Hawaii consumers upset about getting dinged with multiple overdraft fees are claiming that some banks are unfairly trying to maximize profits with the charges, but the financial institutions say customers have only themselves to blame.
Bank of Hawaii, the state’s second-largest bank, was sued last month by customers alleging the bank used "unfair and deceptive overdraft fee practices" by re-ordering debit card transactions from the highest amount to the lowest. The suit said this practice allowed the bank to deplete the customer’s available funds as quickly as possible and maximize overdraft fees.
The banking industry generated $37.1 billion in overdraft fees in 2009 and was expected to earn $36 billion in 2010, according to a study by Moebs Services, a Lake Bluff, Ill.-based economic research firm. Moebs said it expects overdraft revenue to increase to $38.5 billion this year, the highest ever for the banking industry.
Greg McBride, senior financial analyst for Bankrate.com, said he doesn’t have any sympathy for consumers who complain about getting overdraft charges.

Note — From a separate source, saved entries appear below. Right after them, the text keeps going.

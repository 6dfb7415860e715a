pub mod config;
pub mod export;
pub mod fetch_cache;
pub mod form;
pub mod html;
pub mod http_client;
pub mod injuries;
pub mod logging;
pub mod match_input;
pub mod pipeline;
pub mod predict;
pub mod retrieval;
pub mod state;
pub mod understat;
pub mod vote_pick;
pub mod worker;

"Overdrafts remain completely avoidable," he said. "Avoiding overdrafts is the financial equivalent of being able to walk and chew gum. Anyone can stumble once, but most consumers have figured out how to avoid routine overdrafts."
A new law that went into effect in the middle of last year requires debit card customers to give their permission, or opt in, before banks can assess overdraft charges. Customers opt for the overdraft protection service so the bank will cover their purchases even when they don’t have sufficient funds. But the bank typically charges a fee of $25 to $30 for each overdraft.
The simplest way to avoid overdraft charges is to not opt for overdraft protection.
But most customers do opt for overdraft protection, said Michael Moebs, CEO of Moebs Services. About 100 million out of 130 million bank and credit union checking accounts, or 77 percent, have given consent to debit card overdrafts, he said.
The lawsuit filed last month alleges Bank of Hawaii’s system of re-ordering debit card transactions from the highest amount to the lowest is unfair.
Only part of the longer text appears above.